Image Analysis and Machine Learning

We, humans, gather enormous amounts of information through our eyes and we rely on our visual system more than on any other of our senses. Captured by a variety of different sensors - digital cameras, microscopes, CT scanners, telescopes, and many more - visual information is nowadays stored as digital images in endless amounts. For efficient extraction of useful information from digital images, we analyse them by computers. The development of algorithms that enable our computers to "see" is the focus of the field of digital image analysis.

The first computers powerful enough to perform meaningful image analysis tasks appeared in the 1960s and were used to improve the quality of the first satellite images of the moon. With the invention of computed tomography (CT) in the 1970s, digital image processing was introduced into medicine, which has become one of its most important application domains. With the continued rapid development of both computers and diverse imaging sensors, efficient analysis of visual data has become an ever-present challenge and inspiration - to study remote stars, to detect nanometer small viruses, or to equip robots and cars with a "visual system" that enables them to see, understand, and navigate the environment. The strive to analyse and interpret visual data has also been leading the development of most modern artificial intelligence algorithms, widely used today in our daily life.
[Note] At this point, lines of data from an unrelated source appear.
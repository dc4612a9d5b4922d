//! The prune workflow: scan, preview, confirm, delete, report.
//!
//! Each invocation walks `Scanning -> Previewing -> {Idle | AwaitingConfirmation}
//! -> {Aborted | Deleting} -> Reported`. Nothing is kept between invocations.

use std::path::{Path, PathBuf};

use indicatif::{ProgressBar, ProgressStyle};
use tracing::{debug, warn};

use crate::error::PruneError;
use crate::output;
use crate::prompt::{Confirm, LinePrompt};
use crate::selection::{self, NumberRange, Selection};
use crate::utils;

pub const PROCEED_PROMPT: &str = "\nProceed with deletion? (y/N): ";
pub const RUN_ACTUAL_PROMPT: &str = "\nRun actual deletion? (y/N): ";

/// Where an invocation currently is.
#[derive(Debug, Clone, Copy, PartialEq, Eq)]
pub enum Phase {
    Scanning,
    Previewing,
    Idle,
    AwaitingConfirmation,
    Aborted,
    Deleting,
    Reported,
}

/// What the operator was shown before any deletion.
#[derive(Debug, Clone, PartialEq, Eq)]
pub struct Preview {
    pub count: usize,
    pub range: NumberRange,
    pub first: PathBuf,
    pub last: PathBuf,
}

/// Result of a deletion pass.
#[derive(Debug, Clone, Default)]
pub struct PruneReport {
    pub deleted: usize,
    pub bytes_freed: u64,
    pub errors: Vec<(PathBuf, String)>,
}

impl PruneReport {
    pub fn has_errors(&self) -> bool {
        !self.errors.is_empty()
    }
}

/// Terminal state of one invocation.
#[derive(Debug, Clone)]
pub enum PruneOutcome {
    NothingInRange,
    DryRun(Preview),
    Aborted(Preview),
    Completed(PruneReport),
}

type ProgressFn<'a> = Box<dyn FnMut(usize, usize, &Path) + 'a>;

pub struct Pruner<'a, C> {
    confirm: C,
    progress_fn: Option<ProgressFn<'a>>,
    progress_bar: bool,
    phase: Phase,
}

impl<'a, C: Confirm> Pruner<'a, C> {
    pub fn new(confirm: C) -> Self {
        Self {
            confirm,
            progress_fn: None,
            progress_bar: true,
            phase: Phase::Scanning,
        }
    }

    /// Called after each directory is attempted with
    /// `(completed, total, path)`.
    pub fn on_progress(mut self, f: impl FnMut(usize, usize, &Path) + 'a) -> Self {
        self.progress_fn = Some(Box::new(f));
        self
    }

    pub fn progress_bar(mut self, enabled: bool) -> Self {
        self.progress_bar = enabled;
        self
    }

    pub fn phase(&self) -> Phase {
        self.phase
    }

    pub fn into_confirm(self) -> C {
        self.confirm
    }

    fn enter(&mut self, phase: Phase) {
        debug!(from = ?self.phase, to = ?phase, "phase transition");
        self.phase = phase;
    }

    /// Remove every numbered directory in `range` under `base_dir`.
    ///
    /// With `dry_run` set, stops after the preview. Otherwise the operator
    /// must confirm before anything is removed.
    pub fn prune(
        &mut self,
        base_dir: &Path,
        range: NumberRange,
        dry_run: bool,
    ) -> Result<PruneOutcome, PruneError> {
        self.phase = Phase::Scanning;
        let selection = selection::scan(base_dir, range)?;

        self.enter(Phase::Previewing);
        let Some(preview) = preview(&selection, range) else {
            output::print_no_directories(range);
            self.enter(Phase::Idle);
            return Ok(PruneOutcome::NothingInRange);
        };
        output::print_preview(
            preview.count,
            range,
            &utils::display_path(&preview.first),
            &utils::display_path(&preview.last),
        );

        if dry_run {
            output::print_dry_run_footer();
            self.enter(Phase::Idle);
            return Ok(PruneOutcome::DryRun(preview));
        }

        self.enter(Phase::AwaitingConfirmation);
        if !self.confirm.confirm(PROCEED_PROMPT)? {
            output::print_cancelled();
            self.enter(Phase::Aborted);
            return Ok(PruneOutcome::Aborted(preview));
        }

        self.enter(Phase::Deleting);
        let report = self.delete_all(&selection);

        output::print_summary(report.deleted, &utils::format_size(report.bytes_freed));
        if report.has_errors() {
            output::print_error_count(report.errors.len());
            for (path, err) in &report.errors {
                output::print_delete_error(&utils::display_path(path), err);
            }
        }

        self.enter(Phase::Reported);
        Ok(PruneOutcome::Completed(report))
    }

    /// Dry run first, then ask whether to do it for real.
    pub fn preview_then_prune(
        &mut self,
        base_dir: &Path,
        range: NumberRange,
    ) -> Result<PruneOutcome, PruneError> {
        output::print_dry_run_header();
        let outcome = self.prune(base_dir, range, true)?;
        if matches!(outcome, PruneOutcome::NothingInRange) {
            return Ok(outcome);
        }

        if self.confirm.confirm(RUN_ACTUAL_PROMPT)? {
            self.prune(base_dir, range, false)
        } else {
            Ok(outcome)
        }
    }

    fn delete_all(&mut self, selection: &Selection) -> PruneReport {
        output::print_deleting_header();

        let total = selection.len();
        let bar = if self.progress_bar {
            new_progress_bar(total as u64)
        } else {
            ProgressBar::hidden()
        };

        let mut report = PruneReport::default();

        for (i, candidate) in selection.iter().enumerate() {
            match utils::remove_tree(&candidate.path) {
                Ok(freed) => {
                    debug!(path = %candidate.path.display(), bytes = freed, "removed");
                    report.deleted += 1;
                    report.bytes_freed += freed;
                }
                Err(e) => {
                    warn!(path = %candidate.path.display(), error = %e, "failed to remove");
                    report.errors.push((candidate.path.clone(), e.to_string()));
                }
            }

            bar.inc(1);
            if let Some(f) = self.progress_fn.as_mut() {
                f(i + 1, total, &candidate.path);
            }
        }

        bar.finish_and_clear();
        report
    }
}

fn preview(selection: &Selection, range: NumberRange) -> Option<Preview> {
    let first = selection.first()?;
    let last = selection.last()?;
    Some(Preview {
        count: selection.len(),
        range,
        first: first.path.clone(),
        last: last.path.clone(),
    })
}

fn new_progress_bar(len: u64) -> ProgressBar {
    let bar = ProgressBar::new(len);
    if let Ok(style) =
        ProgressStyle::default_bar().template("{bar:40.cyan/blue} {pos}/{len} [{elapsed_precise}<{eta}]")
    {
        bar.set_style(style);
    }
    bar
}

/// Run one invocation against stdin/stdout.
pub fn prune(
    base_dir: &Path,
    start: i64,
    end: i64,
    dry_run: bool,
) -> Result<PruneOutcome, PruneError> {
    Pruner::new(LinePrompt::stdin()).prune(base_dir, NumberRange::new(start, end), dry_run)
}

#[cfg(test)]
mod tests {
    use super::*;
    use crate::prompt::ScriptedPrompt;
    use std::fs;
    use tempfile::tempdir;

    fn pruner(answers: &[&str]) -> Pruner<'static, ScriptedPrompt> {
        Pruner::new(ScriptedPrompt::new(answers.iter().copied())).progress_bar(false)
    }

    fn make_dirs(base: &Path, names: &[&str]) {
        for name in names {
            fs::create_dir(base.join(name)).unwrap();
            fs::write(base.join(name).join("data.txt"), name.as_bytes()).unwrap();
        }
    }

    #[test]
    fn dry_run_previews_without_prompting() {
        let tmp = tempdir().unwrap();
        make_dirs(tmp.path(), &["100", "200", "abc", "300"]);

        let mut p = pruner(&["y"]);
        let outcome = p.prune(tmp.path(), NumberRange::new(150, 300), true).unwrap();

        let PruneOutcome::DryRun(preview) = outcome else {
            panic!("expected dry run, got {outcome:?}");
        };
        assert_eq!(preview.count, 2);
        assert_eq!(preview.first, tmp.path().join("200"));
        assert_eq!(preview.last, tmp.path().join("300"));
        assert_eq!(p.phase(), Phase::Idle);
        assert!(p.into_confirm().asked.is_empty());
        for name in ["100", "200", "abc", "300"] {
            assert!(tmp.path().join(name).is_dir());
        }
    }

    #[test]
    fn empty_selection_never_prompts() {
        let tmp = tempdir().unwrap();
        make_dirs(tmp.path(), &["1", "abc"]);

        let mut p = pruner(&["y"]);
        let outcome = p.prune(tmp.path(), NumberRange::new(50, 60), false).unwrap();

        assert!(matches!(outcome, PruneOutcome::NothingInRange));
        assert!(p.into_confirm().asked.is_empty());
        assert!(tmp.path().join("1").is_dir());
    }

    #[test]
    fn decline_leaves_everything_in_place() {
        let tmp = tempdir().unwrap();
        make_dirs(tmp.path(), &["1", "2", "3"]);

        for answer in ["", "n", "yes", " y"] {
            let mut p = pruner(&[answer]);
            let outcome = p.prune(tmp.path(), NumberRange::new(1, 3), false).unwrap();
            assert!(matches!(outcome, PruneOutcome::Aborted(_)), "answer {answer:?}");
            assert_eq!(p.phase(), Phase::Aborted);
        }
        for name in ["1", "2", "3"] {
            assert!(tmp.path().join(name).is_dir());
        }
    }

    #[test]
    fn confirmed_pass_removes_selection_and_reports_progress() {
        let tmp = tempdir().unwrap();
        make_dirs(tmp.path(), &["5", "6", "7", "keep", "8"]);

        let mut seen = Vec::new();
        let outcome = {
            let mut p = Pruner::new(ScriptedPrompt::new(["Y"]))
                .progress_bar(false)
                .on_progress(|done, total, _path| seen.push((done, total)));
            let outcome = p.prune(tmp.path(), NumberRange::new(6, 8), false).unwrap();
            assert_eq!(p.phase(), Phase::Reported);
            outcome
        };

        let PruneOutcome::Completed(report) = outcome else {
            panic!("expected completed pass");
        };
        assert_eq!(report.deleted, 3);
        assert_eq!(report.bytes_freed, 3);
        assert!(!report.has_errors());
        assert_eq!(seen, vec![(1, 3), (2, 3), (3, 3)]);
        assert!(tmp.path().join("5").is_dir());
        assert!(tmp.path().join("keep").is_dir());
        for name in ["6", "7", "8"] {
            assert!(!tmp.path().join(name).exists());
        }
    }

    #[test]
    fn vanished_directory_is_recorded_not_fatal() {
        let tmp = tempdir().unwrap();
        make_dirs(tmp.path(), &["1", "2", "3"]);
        let doomed = tmp.path().join("2");

        let mut p = Pruner::new(ScriptedPrompt::new(["y"]))
            .progress_bar(false)
            .on_progress(|done, _, _| {
                if done == 1 {
                    fs::remove_dir_all(&doomed).unwrap();
                }
            });
        let outcome = p.prune(tmp.path(), NumberRange::new(1, 3), false).unwrap();

        let PruneOutcome::Completed(report) = outcome else {
            panic!("expected completed pass");
        };
        assert_eq!(report.deleted, 2);
        assert_eq!(report.errors.len(), 1);
        assert_eq!(report.errors[0].0, tmp.path().join("2"));
        assert!(!report.errors[0].1.is_empty());
    }

    #[test]
    fn preview_then_prune_declined_is_dry_only() {
        let tmp = tempdir().unwrap();
        make_dirs(tmp.path(), &["10", "11"]);

        let mut p = pruner(&["n"]);
        let outcome = p.preview_then_prune(tmp.path(), NumberRange::new(10, 11)).unwrap();

        assert!(matches!(outcome, PruneOutcome::DryRun(_)));
        assert_eq!(p.into_confirm().asked, vec![RUN_ACTUAL_PROMPT]);
        assert!(tmp.path().join("10").is_dir());
    }

    #[test]
    fn preview_then_prune_asks_twice_before_deleting() {
        let tmp = tempdir().unwrap();
        make_dirs(tmp.path(), &["10", "11"]);

        let mut p = pruner(&["y", "y"]);
        let outcome = p.preview_then_prune(tmp.path(), NumberRange::new(10, 11)).unwrap();

        assert!(matches!(outcome, PruneOutcome::Completed(ref r) if r.deleted == 2));
        assert_eq!(p.into_confirm().asked, vec![RUN_ACTUAL_PROMPT, PROCEED_PROMPT]);
        assert!(!tmp.path().join("10").exists());
    }

    #[test]
    fn missing_base_fails_before_prompting() {
        let tmp = tempdir().unwrap();
        let mut p = pruner(&["y"]);
        let err = p.prune(&tmp.path().join("missing"), NumberRange::new(0, 1), false);
        assert!(matches!(err, Err(PruneError::Access { .. })));
        assert!(p.into_confirm().asked.is_empty());
    }
}
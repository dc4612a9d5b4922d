use std::path::PathBuf;

use clap::{Args, Parser, Subcommand};

#[derive(Parser)]
#[command(
    name = "rangeprune",
    about = "Remove numbered directories within a range",
    long_about = "Remove numbered directories within a range.\n\n\
                  With no subcommand, runs a dry run over the configured range in \
                  the current directory and then asks whether to delete for real.",
    version
)]
pub struct Cli {
    /// Increase log verbosity (-v info, -vv debug)
    #[arg(short, long, action = clap::ArgAction::Count, global = true)]
    pub verbose: u8,

    /// Config file (default: ~/.config/rangeprune/config.toml)
    #[arg(long, global = true)]
    pub config: Option<PathBuf>,

    #[command(subcommand)]
    pub command: Option<Command>,
}

#[derive(Subcommand)]
pub enum Command {
    /// Preview which directories would be removed (dry-run, no deletion)
    Scan(RangeArgs),

    /// Remove directories in the range after confirmation
    Clean(RangeArgs),
}

#[derive(Args, Clone, Default)]
pub struct RangeArgs {
    /// First directory number to remove (inclusive)
    #[arg(long, allow_negative_numbers = true)]
    pub start: Option<i64>,

    /// Last directory number to remove (inclusive)
    #[arg(long, allow_negative_numbers = true)]
    pub end: Option<i64>,

    /// Directory containing the numbered folders
    #[arg(long)]
    pub path: Option<PathBuf>,
}
//! Lexical analysis for the query front end.
//!
//! A single-pass, forward-only scanner over a UTF-8 byte slice. It does not
//! error-recover: the first lexical error stops scanning, matching the
//! parser's first-error-stops policy. Comments are `//` to end-of-line
//! only — no block comments, since the grammar this lexer serves never had
//! them.
//!
//! `{name}` parameter syntax is deliberately NOT tokenized here: `{` also
//! opens a property map literal, and the two are only distinguishable by
//! looking past the first identifier for a `:` — that lookahead belongs to
//! the expression parser, not the lexer.

pub mod keywords;
pub mod token;

use crate::diag::Diag;
use token::{Token, TokenKind};

/// Result of lexical analysis: either the full token stream, or the first
/// lexical error encountered.
#[derive(Debug, Clone, PartialEq)]
pub struct LexerResult {
    pub tokens: Vec<Token>,
    pub diagnostics: Vec<Diag>,
}

pub struct Lexer<'a> {
    source: &'a str,
    pos: usize,
    tokens: Vec<Token>,
    diagnostics: Vec<Diag>,
}

impl<'a> Lexer<'a> {
    pub fn new(source: &'a str) -> Self {
        Self {
            source,
            pos: 0,
            tokens: Vec::new(),
            diagnostics: Vec::new(),
        }
    }

    pub fn tokenize(mut self) -> LexerResult {
        while !self.is_at_end() {
            self.skip_whitespace_and_comments();
            if self.is_at_end() {
                break;
            }
            self.scan_token();
            if !self.diagnostics.is_empty() {
                return LexerResult {
                    tokens: self.tokens,
                    diagnostics: self.diagnostics,
                };
            }
        }

        let eof_pos = self.source.len();
        self.tokens.push(Token::new(TokenKind::Eof, eof_pos..eof_pos));

        LexerResult {
            tokens: self.tokens,
            diagnostics: self.diagnostics,
        }
    }

    fn scan_token(&mut self) {
        let start = self.pos;
        let ch = self.advance();

        match ch {
            '(' => self.add_token(TokenKind::LParen, start),
            ')' => self.add_token(TokenKind::RParen, start),
            '[' => self.add_token(TokenKind::LBracket, start),
            ']' => self.add_token(TokenKind::RBracket, start),
            '{' => self.add_token(TokenKind::LBrace, start),
            '}' => self.add_token(TokenKind::RBrace, start),
            ',' => self.add_token(TokenKind::Comma, start),
            ';' => self.add_token(TokenKind::Semicolon, start),
            '+' => self.add_token(TokenKind::Plus, start),
            '*' => self.add_token(TokenKind::Star, start),
            '/' => self.add_token(TokenKind::Slash, start),
            '%' => self.add_token(TokenKind::Percent, start),
            '^' => self.add_token(TokenKind::Caret, start),
            '?' => self.add_token(TokenKind::Question, start),

            '-' => {
                if self.match_char('>') {
                    self.add_token(TokenKind::Arrow, start);
                } else {
                    self.add_token(TokenKind::Minus, start);
                }
            }
            '<' => {
                if self.match_char('-') {
                    self.add_token(TokenKind::LeftArrow, start);
                } else if self.match_char('=') {
                    self.add_token(TokenKind::LtEq, start);
                } else if self.match_char('>') {
                    self.add_token(TokenKind::NotEq, start);
                } else {
                    self.add_token(TokenKind::Lt, start);
                }
            }
            '>' => {
                if self.match_char('=') {
                    self.add_token(TokenKind::GtEq, start);
                } else {
                    self.add_token(TokenKind::Gt, start);
                }
            }
            '=' => {
                if self.match_char('~') {
                    self.add_token(TokenKind::RegexMatch, start);
                } else {
                    self.add_token(TokenKind::Eq, start);
                }
            }
            '!' => self.add_token(TokenKind::Bang, start),
            '|' => {
                if self.match_char(':') {
                    self.add_token(TokenKind::PipeColon, start);
                } else {
                    self.add_token(TokenKind::Pipe, start);
                }
            }
            ':' => self.add_token(TokenKind::Colon, start),
            '.' => {
                if self.match_char('.') {
                    self.add_token(TokenKind::DotDot, start);
                } else if self.peek().is_ascii_digit() {
                    self.scan_number_from_dot(start);
                } else {
                    self.add_token(TokenKind::Dot, start);
                }
            }

            '\'' | '"' => self.scan_string_literal(start, ch),
            '`' => self.scan_delimited_identifier(start),
            '0'..='9' => self.scan_number(start),
            'a'..='z' | 'A'..='Z' | '_' => self.scan_identifier_or_keyword(start),

            _ => {
                self.error(start, &format!("invalid character '{ch}'"), "E-LEX");
            }
        }
    }

    fn scan_identifier_or_keyword(&mut self, start: usize) {
        while self.is_identifier_continue(self.peek()) {
            self.advance();
        }

        let text = &self.source[start..self.pos];
        if let Some(kind) = keywords::lookup_keyword(text) {
            self.add_token(kind, start);
        } else {
            self.add_token(TokenKind::Identifier(text.into()), start);
        }
    }

    /// Escapes: `\t \n \r \" \' \\ \/`. No `\u` unicode escape.
    fn scan_string_literal(&mut self, start: usize, quote: char) {
        let mut value = String::new();

        loop {
            if self.is_at_end() {
                self.error(start, "unterminated string literal", "E-LEX");
                return;
            }
            let ch = self.peek();
            if ch == quote {
                self.advance();
                break;
            }
            if ch == '\\' {
                self.advance();
                if self.is_at_end() {
                    self.error(start, "unterminated string literal", "E-LEX");
                    return;
                }
                let escaped = self.advance();
                match escaped {
                    't' => value.push('\t'),
                    'n' => value.push('\n'),
                    'r' => value.push('\r'),
                    '"' => value.push('"'),
                    '\'' => value.push('\''),
                    '\\' => value.push('\\'),
                    '/' => value.push('/'),
                    other => {
                        self.error(
                            self.pos - other.len_utf8(),
                            &format!("invalid escape sequence '\\{other}'"),
                            "E-LEX",
                        );
                        return;
                    }
                }
            } else {
                value.push(self.advance());
            }
        }

        self.add_token(TokenKind::StringLiteral(value.into()), start);
    }

    /// Identifier: `[A-Za-z_][A-Za-z_0-9]*` or back-tick-quoted, with a
    /// doubled back-tick (` `` `) as the escape for a literal back-tick.
    fn scan_delimited_identifier(&mut self, start: usize) {
        let mut value = String::new();

        loop {
            if self.is_at_end() {
                self.error(start, "unterminated delimited identifier", "E-LEX");
                return;
            }
            if self.peek() == '`' {
                if self.peek_next() == '`' {
                    self.advance();
                    self.advance();
                    value.push('`');
                    continue;
                }
                self.advance();
                break;
            }
            value.push(self.advance());
        }

        self.add_token(TokenKind::DelimitedIdentifier(value.into()), start);
    }

    fn scan_number(&mut self, start: usize) {
        while self.peek().is_ascii_digit() {
            self.advance();
        }

        if self.peek() == '.' && self.peek_next().is_ascii_digit() {
            self.advance();
            self.scan_float_tail(start);
            return;
        }
        if matches!(self.peek(), 'e' | 'E') {
            self.scan_exponent(start);
            return;
        }

        let text = &self.source[start..self.pos];
        match text.parse::<i64>() {
            Ok(n) => self.add_token(TokenKind::IntegerLiteral(n), start),
            Err(_) => self.error(start, &format!("malformed numeric literal '{text}'"), "E-LEX"),
        }
    }

    /// A leading-dot decimal like `.5`. `start` is the byte offset of the
    /// `.`; the caller already consumed it.
    fn scan_number_from_dot(&mut self, start: usize) {
        while self.peek().is_ascii_digit() {
            self.advance();
        }
        if matches!(self.peek(), 'e' | 'E') {
            self.scan_exponent(start);
        } else {
            let text = &self.source[start..self.pos];
            match text.parse::<f64>() {
                Ok(n) => self.add_token(TokenKind::FloatLiteral(n), start),
                Err(_) => {
                    self.error(start, &format!("malformed numeric literal '{text}'"), "E-LEX")
                }
            }
        }
    }

    fn scan_float_tail(&mut self, start: usize) {
        while self.peek().is_ascii_digit() {
            self.advance();
        }
        if matches!(self.peek(), 'e' | 'E') {
            self.scan_exponent(start);
        } else {
            let text = &self.source[start..self.pos];
            match text.parse::<f64>() {
                Ok(n) => self.add_token(TokenKind::FloatLiteral(n), start),
                Err(_) => {
                    self.error(start, &format!("malformed numeric literal '{text}'"), "E-LEX")
                }
            }
        }
    }

    fn scan_exponent(&mut self, start: usize) {
        self.advance(); // 'e'/'E'
        if matches!(self.peek(), '+' | '-') {
            self.advance();
        }
        if !self.peek().is_ascii_digit() {
            self.error(start, "malformed numeric literal: empty exponent", "E-LEX");
            return;
        }
        while self.peek().is_ascii_digit() {
            self.advance();
        }
        let text = &self.source[start..self.pos];
        match text.parse::<f64>() {
            Ok(n) => self.add_token(TokenKind::FloatLiteral(n), start),
            Err(_) => self.error(start, &format!("malformed numeric literal '{text}'"), "E-LEX"),
        }
    }

    fn skip_whitespace_and_comments(&mut self) {
        loop {
            match self.peek() {
                ' ' | '\t' | '\r' | '\n' => {
                    self.advance();
                }
                '/' if self.peek_next() == '/' => {
                    self.advance();
                    self.advance();
                    while self.peek() != '\n' && !self.is_at_end() {
                        self.advance();
                    }
                }
                _ => break,
            }
        }
    }

    fn is_identifier_continue(&self, ch: char) -> bool {
        ch.is_ascii_alphanumeric() || ch == '_'
    }

    fn add_token(&mut self, kind: TokenKind, start: usize) {
        self.tokens.push(Token::new(kind, start..self.pos));
    }

    fn error(&mut self, pos: usize, message: &str, code: &str) {
        let span = pos..pos.saturating_add(1).min(self.source.len()).max(pos);
        self.diagnostics.push(
            Diag::error(message)
                .with_primary_label(span, "here")
                .with_code(code),
        );
    }

    fn peek(&self) -> char {
        self.source[self.pos..].chars().next().unwrap_or('\0')
    }

    fn peek_next(&self) -> char {
        let mut chars = self.source[self.pos..].chars();
        chars.next();
        chars.next().unwrap_or('\0')
    }

    fn advance(&mut self) -> char {
        let ch = self.peek();
        if ch != '\0' {
            self.pos += ch.len_utf8();
        }
        ch
    }

    fn match_char(&mut self, expected: char) -> bool {
        if self.peek() == expected {
            self.advance();
            true
        } else {
            false
        }
    }

    fn is_at_end(&self) -> bool {
        self.pos >= self.source.len()
    }
}

/// Convenience function to tokenize a source string.
pub fn tokenize(source: &str) -> LexerResult {
    Lexer::new(source).tokenize()
}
The development of modern image analysis methods relies on combined knowledge from several fields, first of all, computer science and mathematics, but also physics, engineering, and a whole range of competencies from the application domains. Nowadays, machine learning approaches, and in particular deep convolutional neural networks, are at the core of image analysis systems, heavily relying on probability theory, statistics, and optimisation.

An education in image analysis and machine learning offers the possibility to contribute to the development of visual intelligence of the machines of tomorrow.